If you don’t have a plan for having dedicated KCS℠ program management, we won’t lead a KCS Design Workshop for you. (With regret.) You’ll be wasting your money and our time. Our fourteen years of doing this have taught us a few things about what works and what doesn’t. A dedicated KCS Program Manager works; spreading the responsibility among a group of managers who all have full time jobs doesn’t.
Now, there are exceptions. If you have fewer than fifty support professionals, maybe you can get by without. On the flip side, once you roll the program out to more than three hundred professionals, you probably need a team. But at least start with a dedicated PM.
Why? Why can’t we just add KCS into front line managers’ responsibilities? Our observations are that there are several reasons this doesn’t work:
- The tyranny of the urgent. War rooms. Growing backlogs. Missed service levels. Support organizations are pressure cookers. (My blood pressure went up just a little as I typed those sentences.) Workers and managers have their hands full dealing with the day-to-day; it’s too much to ask them to remember to work strategically, too, without a PM to help them.

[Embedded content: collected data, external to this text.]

//! Workflow enrollment — entry and exit of a client's traversal.

use chrono::{DateTime, Duration, Utc};
use houndhub_core::{parse_delay, HoundHubError, Result};
use houndhub_db::{delay_type, CrmDb};

/// Result of an enrollment attempt. Already being enrolled is an expected
/// outcome, not an error.
#[derive(Debug, Clone, PartialEq, Eq)]
pub enum EnrollOutcome {
    Enrolled { enrollment_id: i64 },
    AlreadyEnrolled,
}

/// Enroll a client into a workflow and precompute every step's due time.
///
/// Step due times are computed in one pass over the steps in order:
/// - `immediate`: the enrollment time.
/// - `after_enrollment`: enrollment time + delay.
/// - `after_previous`: the previous step's *computed* time + delay (or the
///   enrollment time for the first step). Chaining off computed times keeps
///   the cadence fixed even when an earlier send runs late.
/// - `specific_date`: the step's fixed date, or the enrollment time when
///   none is set.
pub fn enroll(
    db: &CrmDb,
    workflow_id: i64,
    client_id: i64,
    enrolled_by: &str,
    now: DateTime<Utc>,
) -> Result<EnrollOutcome> {
    if db.workflow_by_id(workflow_id)?.is_none() {
        return Err(HoundHubError::Workflow(format!(
            "workflow {workflow_id} not found"
        )));
    }
    if db.has_active_enrollment(workflow_id, client_id)? {
        return Ok(EnrollOutcome::AlreadyEnrolled);
    }

    let enrollment_id = db.insert_enrollment(workflow_id, client_id, enrolled_by, now)?;
    let steps = db.steps_for_workflow(workflow_id)?;

    let mut previous = now;
    for step in &steps {
        let scheduled_for = match step.delay_type.as_str() {
            delay_type::IMMEDIATE => now,
            delay_type::AFTER_ENROLLMENT => now + Duration::minutes(parse_delay(&step.delay_value)),
            delay_type::AFTER_PREVIOUS => {
                previous + Duration::minutes(parse_delay(&step.delay_value))
            }
            delay_type::SPECIFIC_DATE => step.scheduled_date.unwrap_or(now),
            _ => now,
        };
        db.insert_step_execution(enrollment_id, step.id, scheduled_for)?;
        previous = scheduled_for;
    }

    tracing::info!(
        "Enrolled client {} into workflow {} ({} step(s))",
        client_id,
        workflow_id,
        steps.len()
    );
    Ok(EnrollOutcome::Enrolled { enrollment_id })
}

/// Cancel an active enrollment: the enrollment goes to `cancelled` and every
/// still-pending step execution with it. Completed and failed executions are
/// history and stay untouched. Returns how many executions were cancelled.
pub fn cancel(db: &CrmDb, enrollment_id: i64, now: DateTime<Utc>) -> Result<usize> {
    if !db.cancel_enrollment(enrollment_id, now)? {
        return Err(HoundHubError::Workflow(format!(
            "no active enrollment {enrollment_id}"
        )));
    }
    let cancelled = db.cancel_pending_executions(enrollment_id)?;
    tracing::info!(
        "Cancelled enrollment {} ({} pending step(s) dropped)",
        enrollment_id,
        cancelled
    );
    Ok(cancelled)
}

#[cfg(test)]
mod tests {
    use super::*;
    use chrono::TimeZone;
    use houndhub_db::WorkflowStepSeed;

    fn t0() -> DateTime<Utc> {
        Utc.with_ymd_and_hms(2026, 3, 10, 9, 0, 0).unwrap()
    }

    fn three_step_workflow(db: &CrmDb) -> i64 {
        let wf = db.insert_workflow("Puppy Start", true).unwrap();
        db.insert_step(&WorkflowStepSeed::new(wf, 1, "welcome", "immediate", ""))
            .unwrap();
        db.insert_step(&WorkflowStepSeed::new(wf, 2, "check-in", "after_previous", "1 day"))
            .unwrap();
        db.insert_step(&WorkflowStepSeed::new(wf, 3, "follow-up", "after_previous", "2 days"))
            .unwrap();
        wf
    }

    #[test]
    fn test_after_previous_chains_cumulatively() {
        let db = CrmDb::open_in_memory().unwrap();
        let wf = three_step_workflow(&db);
        let client = db.insert_client("Ada", "Lovelace", None, None).unwrap();

        let outcome = enroll(&db, wf, client, "admin", t0()).unwrap();
        let EnrollOutcome::Enrolled { enrollment_id } = outcome else {
            panic!("expected enrollment");
        };

        let execs = db.executions_for_enrollment(enrollment_id).unwrap();
        assert_eq!(execs.len(), 3);
        assert_eq!(execs[0].scheduled_for, t0());
        assert_eq!(execs[1].scheduled_for, t0() + Duration::days(1));
        // Cumulative: 1 day + 2 days off the *computed* chain, not 2 days
        // off the enrollment time.
        assert_eq!(execs[2].scheduled_for, t0() + Duration::days(3));
    }

    #[test]
    fn test_double_enroll_is_structured_noop() {
        let db = CrmDb::open_in_memory().unwrap();
        let wf = three_step_workflow(&db);
        let client = db.insert_client("Ada", "Lovelace", None, None).unwrap();

        let first = enroll(&db, wf, client, "admin", t0()).unwrap();
        let EnrollOutcome::Enrolled { enrollment_id } = first else {
            panic!("expected enrollment");
        };
        let second = enroll(&db, wf, client, "admin", t0()).unwrap();
        assert_eq!(second, EnrollOutcome::AlreadyEnrolled);

        // No duplicate execution rows appeared.
        assert_eq!(db.executions_for_enrollment(enrollment_id).unwrap().len(), 3);
    }

    #[test]
    fn test_reenroll_after_cancel_is_allowed() {
        let db = CrmDb::open_in_memory().unwrap();
        let wf = three_step_workflow(&db);
        let client = db.insert_client("Ada", "Lovelace", None, None).unwrap();

        let EnrollOutcome::Enrolled { enrollment_id } =
            enroll(&db, wf, client, "admin", t0()).unwrap()
        else {
            panic!("expected enrollment");
        };
        cancel(&db, enrollment_id, t0()).unwrap();

        // The uniqueness invariant covers *active* enrollments only.
        let again = enroll(&db, wf, client, "admin", t0()).unwrap();
        assert!(matches!(again, EnrollOutcome::Enrolled { .. }));
    }

    #[test]
    fn test_delay_variants() {
        let db = CrmDb::open_in_memory().unwrap();
        let wf = db.insert_workflow("Mixed", true).unwrap();
        let fixed = Utc.with_ymd_and_hms(2026, 4, 1, 10, 0, 0).unwrap();
        db.insert_step(&WorkflowStepSeed::new(wf, 1, "later", "after_enrollment", "2 hours"))
            .unwrap();
        let mut dated = WorkflowStepSeed::new(wf, 2, "dated", "specific_date", "");
        dated.scheduled_date = Some(fixed);
        db.insert_step(&dated).unwrap();
        // No date on a specific_date step falls back to the enrollment time.
        db.insert_step(&WorkflowStepSeed::new(wf, 3, "dateless", "specific_date", ""))
            .unwrap();

        let client = db.insert_client("Ada", "Lovelace", None, None).unwrap();
        let EnrollOutcome::Enrolled { enrollment_id } =
            enroll(&db, wf, client, "admin", t0()).unwrap()
        else {
            panic!("expected enrollment");
        };

        let execs = db.executions_for_enrollment(enrollment_id).unwrap();
        let mut times: Vec<DateTime<Utc>> = execs.iter().map(|e| e.scheduled_for).collect();
        times.sort();
        assert_eq!(times, vec![t0(), t0() + Duration::hours(2), fixed]);
    }

    #[test]
    fn test_cancel_preserves_history() {
        let db = CrmDb::open_in_memory().unwrap();
        let wf = three_step_workflow(&db);
        let client = db.insert_client("Ada", "Lovelace", None, None).unwrap();
        let EnrollOutcome::Enrolled { enrollment_id } =
            enroll(&db, wf, client, "admin", t0()).unwrap()
        else {
            panic!("expected enrollment");
        };

        // First step already went out.
        let execs = db.executions_for_enrollment(enrollment_id).unwrap();
        db.claim_step_execution(execs[0].id).unwrap();
        db.complete_step_execution(execs[0].id, t0()).unwrap();

        let cancelled = cancel(&db, enrollment_id, t0() + Duration::hours(1)).unwrap();
        assert_eq!(cancelled, 2);

        let execs = db.executions_for_enrollment(enrollment_id).unwrap();
        assert_eq!(execs[0].status, "completed");
        assert_eq!(execs[0].executed_at, Some(t0()));
        assert_eq!(execs[1].status, "cancelled");
        assert_eq!(execs[2].status, "cancelled");

        let enrollment = db.enrollment_by_id(enrollment_id).unwrap().unwrap();
        assert_eq!(enrollment.status, "cancelled");
        assert_eq!(enrollment.cancelled_at, Some(t0() + Duration::hours(1)));
    }

    #[test]
    fn test_cancel_twice_errors() {
        let db = CrmDb::open_in_memory().unwrap();
        let wf = three_step_workflow(&db);
        let client = db.insert_client("Ada", "Lovelace", None, None).unwrap();
        let EnrollOutcome::Enrolled { enrollment_id } =
            enroll(&db, wf, client, "admin", t0()).unwrap()
        else {
            panic!("expected enrollment");
        };

        cancel(&db, enrollment_id, t0()).unwrap();
        assert!(cancel(&db, enrollment_id, t0()).is_err());
    }

    #[test]
    fn test_enroll_unknown_workflow_errors() {
        let db = CrmDb::open_in_memory().unwrap();
        let client = db.insert_client("Ada", "Lovelace", None, None).unwrap();
        assert!(enroll(&db, 999, client, "admin", t0()).is_err());
    }
}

- Cat herding. When you’re planning and evolving your KCS deployment, it’s relatively easy to define processes in a room by yourself. It’s harder to get input from all the people who are doing the work. But as the Adoption Guide says, it’s essential that the people doing the work are the ones designing the processes—they know what will work for them, and if they own the design, they’re more likely to own the results. Pulling adoption sub-teams together takes real coordination and effort.
- Supporting managers and coaches with metrics. In nearly every KCS implementation we’ve seen, it’s surprisingly hard to get managers and KCS coaches the measures they need to help them work with their teams. And, once coaches and managers have the right metrics, they often need help interpreting them properly, and not setting goals on activities.
The bottom line is that a successful KCS program just seems to require someone who walks into the office thinking about KCS and leaves for home at night thinking about KCS.
Where Do You Find a KCS Program Manager?
We’ve seen two types of people step easily into the KCS Program Manager role, and one type that struggles.
Support managers who have a passion for KCS and credibility in their own organizations can become especially effective PMs. They understand what life is like in the trenches. They tend to be detail oriented already. Provided a little structure for program management, they’re off and running quickly. And, they’re often excited about the move to a more strategic role.
Professional program managers (who often work in a PMO) have experience in coordinating activities, getting things done, and leading change. If they get sufficient training in KCS, and are diligent about using materials like the Practices Guide and the Adoption Guide, they can also become effective quickly.
The people who have more of a struggle are content developers or knowledge engineers. It’s tempting to make them the KCS PM; after all, they’re already dedicated full-time to a knowledge role. And some of them do wonderfully. But the shift from doing centralized knowledge creation to enabling distributed knowledge work is profound. Many communications professionals are more comfortable working on structured tasks, by themselves, than doing change management across a large organization. Holding their own writing to high quality standards, they often find the KCS concept of “sufficient to solve” difficult. So, consider carefully before automatically slotting someone like this into the KCS PM role.